I’d like to share about myself and years of the on and off struggling. Hopefully this will help me and I’m sure also others who can relate.
I’m not such a story teller, and I’m definitely not a good English writer, but it still will probably come out more detailed and more accurate if I write in third person.
Of course all comments and chizuk or criticism etc are very welcome and encouraging.
So here goes.
Part 1: Elementary school years
Little Yankel was a boy just like all other little boys, actually an exceptionally good boy who excelled in his elementary school, loved by all his rabbe’im, and from a beautiful family.
One of Yankel’s earliest memories is his haschalas Chumash (in primary) where he was chosen to be the ‘rebbi’ for all his other classmates, standing by the very short shtender which the teacher had for this, saying “vos lernt min rabboisai...”, as his parents and grandparents looked on with such nachas.
Yankel continued like this through school years, loving his learning, loving his rabbe’im, asking and answering the geshmake questions during class, getting over 100 on all his tests, being involved in extra learning both at home and in school, etc etc. (some times getting in trouble for not being respectful to the English teachers, typical for such a boy)
However, together with Yankel’s vibrance for learning and love for it, together with his gebentched kishronos and personality, along came an extra strong burning taiva, the start of a life long private fight.
Already at age ten or eleven he was drawn to listen to any conversation which the popular boys were having about what the word sex means. Yankel would get a hold of dictionaries and encyclopaedias, checking out any words to do with the topic, would read through the ‘reproduction’ parts of encyclopaedia to read about the female organs etc etc, looking though clean pregnancy books found under the sink cabinet if his parents bedroom hoping to find some paragraph or drawing of a drop of the female private spots.
Yankel’s father, a very choshov Youngerman, realised right away all this, and had that ‘conversation’ with yankel already at age 11 or 12, saying how hashem created men and women, that a husband and wife have sex (saying clearly exactly what that means, that the eiver gets excited and hard, ready to go into the female etc) and the female egg ovulates etc and that’s how the world populates, etc.
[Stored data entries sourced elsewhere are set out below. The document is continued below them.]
impl SshTransport {
    /// Connect and authenticate to the remote host.
    ///
    /// Unknown host keys are accepted and recorded; a changed host key is
    /// refused by ssh.
    ///
    /// # Errors
    /// Returns [`RemoteError::Auth`] or [`RemoteError::Transport`] if the
    /// session cannot be established
    pub async fn connect(options: SshOptions) -> Result<Self, RemoteError> {
        info!(
            "Connecting to ssh://{}@{}:{}",
            options.user, options.host, options.port
        );

        let transport = Self { options };

        let output = transport.execute("connect", "true", None).await?;
        if !output.status.success() {
            let stderr = String::from_utf8_lossy(&output.stderr);
            return Err(transport.connect_error(&stderr));
        }

        info!("Connected to {}", transport.ssh_dest());
        Ok(transport)
    }

    /// Build SSH destination string
    fn ssh_dest(&self) -> String {
        format!("{}@{}", self.options.user, self.options.host)
    }

    /// Arguments passed to `ssh` before the remote command
    fn ssh_args(&self) -> Vec<String> {
        let timeout = self.options.timeout.as_secs().max(1);
        let mut args = vec![
            "-p".to_string(),
            self.options.port.to_string(),
            "-o".to_string(),
            "BatchMode=yes".to_string(),
            "-o".to_string(),
            format!("ConnectTimeout={timeout}"),
            "-o".to_string(),
            format!("ServerAliveInterval={timeout}"),
            "-o".to_string(),
            "ServerAliveCountMax=1".to_string(),
            "-o".to_string(),
            "StrictHostKeyChecking=accept-new".to_string(),
        ];
        if let Some(known_hosts) = &self.options.known_hosts_file {
            args.push("-o".to_string());
            args.push(format!("UserKnownHostsFile={}", known_hosts.display()));
        }
        if let Some(identity) = &self.options.identity_file {
            args.push("-o".to_string());
            args.push("IdentitiesOnly=yes".to_string());
            args.push("-i".to_string());
            args.push(identity.display().to_string());
        }
        if self.options.debug {
            args.push("-v".to_string());
        }
        args.push(self.ssh_dest());
        args
    }

    /// Run `command` on the remote host, feeding `stdin` if given.
    ///
    /// The timeout bounds each wait for progress, not the whole command, so
    /// large files may take as long as they keep streaming.
    async fn execute(
        &self,
        operation: &'static str,
        command: &str,
        stdin: Option<&[u8]>,
    ) -> Result<Output, RemoteError> {
        debug!("ssh {operation}: {command}");
        let mut child = Command::new("ssh")
            .args(self.ssh_args())
            .arg(command)
            .stdin(if stdin.is_some() {
                Stdio::piped()
            } else {
                Stdio::null()
            })
            .stdout(Stdio::piped())
            .stderr(Stdio::piped())
            .kill_on_drop(true)
            .spawn()
            .map_err(|e| RemoteError::Transport(format!("cannot start ssh: {e}")))?;

        let idle = self.options.timeout;
        let failed = |e: std::io::Error| {
            if e.kind() == ErrorKind::TimedOut {
                RemoteError::Timeout {
                    operation,
                    secs: idle.as_secs(),
                }
            } else {
                RemoteError::Transport(format!("ssh {operation} failed: {e}"))
            }
        };

        // Drained concurrently so a chatty ssh -v cannot fill the pipe
        let stderr_task = child.stderr.take().map(|mut pipe| {
            tokio::spawn(async move {
                let mut buf = Vec::new();
                let _ = pipe.read_to_end(&mut buf).await;
                buf
            })
        });

        if let (Some(data), Some(mut pipe)) = (stdin, child.stdin.take()) {
            let write = async {
                pipe.write_all(data).await?;
                pipe.shutdown().await
            };
            tokio::time::timeout(idle, write)
                .await
                .map_err(|_| failed(ErrorKind::TimedOut.into()))?
                .map_err(failed)?;
        }

        let stdout = match child.stdout.take() {
            Some(mut pipe) => read_idle(&mut pipe, idle).await.map_err(failed)?,
            None => Vec::new(),
        };
        let status = tokio::time::timeout(idle, child.wait())
            .await
            .map_err(|_| failed(ErrorKind::TimedOut.into()))?
            .map_err(failed)?;
        let stderr = match stderr_task {
            Some(task) => task.await.unwrap_or_default(),
            None => Vec::new(),
        };

        if self.options.debug && !stderr.is_empty() {
            debug!(
                "ssh {operation} stderr: {}",
                String::from_utf8_lossy(&stderr).trim_end()
            );
        }
        Ok(Output {
            status,
            stdout,
            stderr,
        })
    }

    /// Run a remote snippet and map a non-zero exit to a [`RemoteError`]
    async fn checked(
        &self,
        operation: &'static str,
        path: &str,
        command: &str,
        stdin: Option<&[u8]>,
    ) -> Result<Output, RemoteError> {
        let output = self.execute(operation, command, stdin).await?;
        match output.status.code() {
            Some(0) => Ok(output),
            code => Err(classify_failure(
                operation,
                path,
                code,
                &String::from_utf8_lossy(&output.stderr),
            )),
        }
    }

    fn connect_error(&self, stderr: &str) -> RemoteError {
        let message = stderr.trim().to_string();
        if message.contains("Permission denied") {
            RemoteError::Auth {
                user: self.options.user.clone(),
                host: self.options.host.clone(),
                message,
            }
        } else {
            RemoteError::Transport(format!(
                "connecting to {}:{} failed: {message}",
                self.options.host, self.options.port
            ))
        }
    }
}

/// Quote `value` for a POSIX shell
fn shell_quote(value: &str) -> String {
    format!("'{}'", value.replace('\'', r"'\''"))
}

/// Read `reader` to the end, failing with [`ErrorKind::TimedOut`] when no
/// data arrives for `idle`
async fn read_idle<R>(reader: &mut R, idle: Duration) -> std::io::Result<Vec<u8>>
where
    R: AsyncRead + Unpin,
{
    let mut data = Vec::new();
    let mut chunk = vec![0u8; READ_CHUNK];
    loop {
        let n = tokio::time::timeout(idle, reader.read(&mut chunk))
            .await
            .map_err(|_| std::io::Error::from(ErrorKind::TimedOut))??;
        if n == 0 {
            return Ok(data);
        }
        data.extend_from_slice(&chunk[..n]);
    }
}

/// Remote command writing stdin to `path`.
///
/// A truncating write goes to a hidden sibling first and is renamed over
/// `path`, so an interrupted transfer never leaves a short file behind.
fn write_command(path: &str, mode: WriteMode) -> String {
    let target = shell_quote(path);
    match mode {
        WriteMode::Append => format!("cat >> {target}"),
        WriteMode::Truncate => {
            let partial = match path.rsplit_once('/') {
                Some((dir, name)) => format!("{dir}/.{name}.partial"),
                None => format!(".{path}.partial"),
            };
            let partial = shell_quote(&partial);
            format!(
                "cat > {partial} && mv -f -- {partial} {target} \
                 || {{ rm -f -- {partial}; exit 1; }}"
            )
        }
    }
}

/// Shell prelude that exits with a distinct status when `path` is not a
/// readable regular file
fn guard_file(path: &str) -> String {
    let p = shell_quote(path);
    format!(
        "if [ -d {p} ]; then exit {EXIT_IS_DIRECTORY}; \
         elif [ ! -e {p} ]; then exit {EXIT_NOT_FOUND}; \
         elif [ ! -r {p} ]; then exit {EXIT_PERMISSION_DENIED}; fi; "
    )
}

fn classify_failure(
    operation: &'static str,
    path: &str,
    code: Option<i32>,
    stderr: &str,
) -> RemoteError {
    let path = path.to_string();
    match code {
        Some(EXIT_IS_DIRECTORY) => RemoteError::IsDirectory { path },
        Some(EXIT_NOT_FOUND) => RemoteError::NotFound { path },
        Some(EXIT_PERMISSION_DENIED) => RemoteError::PermissionDenied { path },
        Some(SSH_FAILURE) | None => RemoteError::Transport(format!(
            "ssh {operation} on {path} failed: {}",
            stderr.trim()
        )),
        Some(_) if stderr.contains("No such file") => RemoteError::NotFound { path },
        Some(_) if stderr.contains("Permission denied") => RemoteError::PermissionDenied { path },
        Some(_) => RemoteError::Failed {
            operation,
            path,
            message: stderr.trim().to_string(),
        },
    }
}

fn parse_size(path: &str, stdout: &[u8]) -> Result<u64, RemoteError> {
    let text = String::from_utf8_lossy(stdout);
    text.trim().parse().map_err(|_| RemoteError::Failed {
        operation: "stat",
        path: path.to_string(),
        message: format!("unexpected size output '{}'", text.trim()),
    })
}

#[async_trait]
impl RemoteStore for SshTransport {
    async fn list_directory(&self, path: &str) -> Result<Vec<String>, RemoteError> {
        let command = format!("ls -1A -- {}", shell_quote(path));
        let output = self.checked("list", path, &command, None).await?;
        Ok(String::from_utf8_lossy(&output.stdout)
            .lines()
            .filter(|line| !line.is_empty())
            .map(str::to_string)
            .collect())
    }

    async fn read_file(&self, path: &str) -> Result<Bytes, RemoteError> {
        let command = format!("{}exec cat -- {}", guard_file(path), shell_quote(path));
        let output = self.checked("read", path, &command, None).await?;
        Ok(Bytes::from(output.stdout))
    }

    async fn write_file(
        &self,
        path: &str,
        data: &[u8],
        mode: WriteMode,
    ) -> Result<(), RemoteError> {
        let command = write_command(path, mode);
        self.checked("write", path, &command, Some(data)).await?;
        Ok(())
    }

    async fn delete_file(&self, path: &str) -> Result<(), RemoteError> {
        let p = shell_quote(path);
        let command = format!(
            "if [ -d {p} ]; then exit {EXIT_IS_DIRECTORY}; \
             elif [ ! -e {p} ]; then exit {EXIT_NOT_FOUND}; fi; rm -- {p}"
        );
        self.checked("delete", path, &command, None).await?;
        Ok(())
    }

    async fn stat_size(&self, path: &str) -> Result<u64, RemoteError> {
        let command = format!("{}wc -c < {}", guard_file(path), shell_quote(path));
        let output = self.checked("stat", path, &command, None).await?;
        parse_size(path, &output.stdout)
    }
}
He told Yankel that it’s our lifelong struggle to only have this (kishui eiver and letting out zera) for our wives after marriage, and that it’s no easy task, and that only By Yaakov avinu it is said ראשית אוני showing that all of us struggle and strive to be like Yaakov avinu, but we shouldn’t be down if we can’t always win.
Yankels Father added the detail of Yosef hatzadiks nisayon, explaining that he was able to win by seeing the demus of his father Yaakov. Out of humility, yankels father told yankel ‘my demus may not be holy enough, so if a strong taiva comes think if the demus of MY father - zeidy!’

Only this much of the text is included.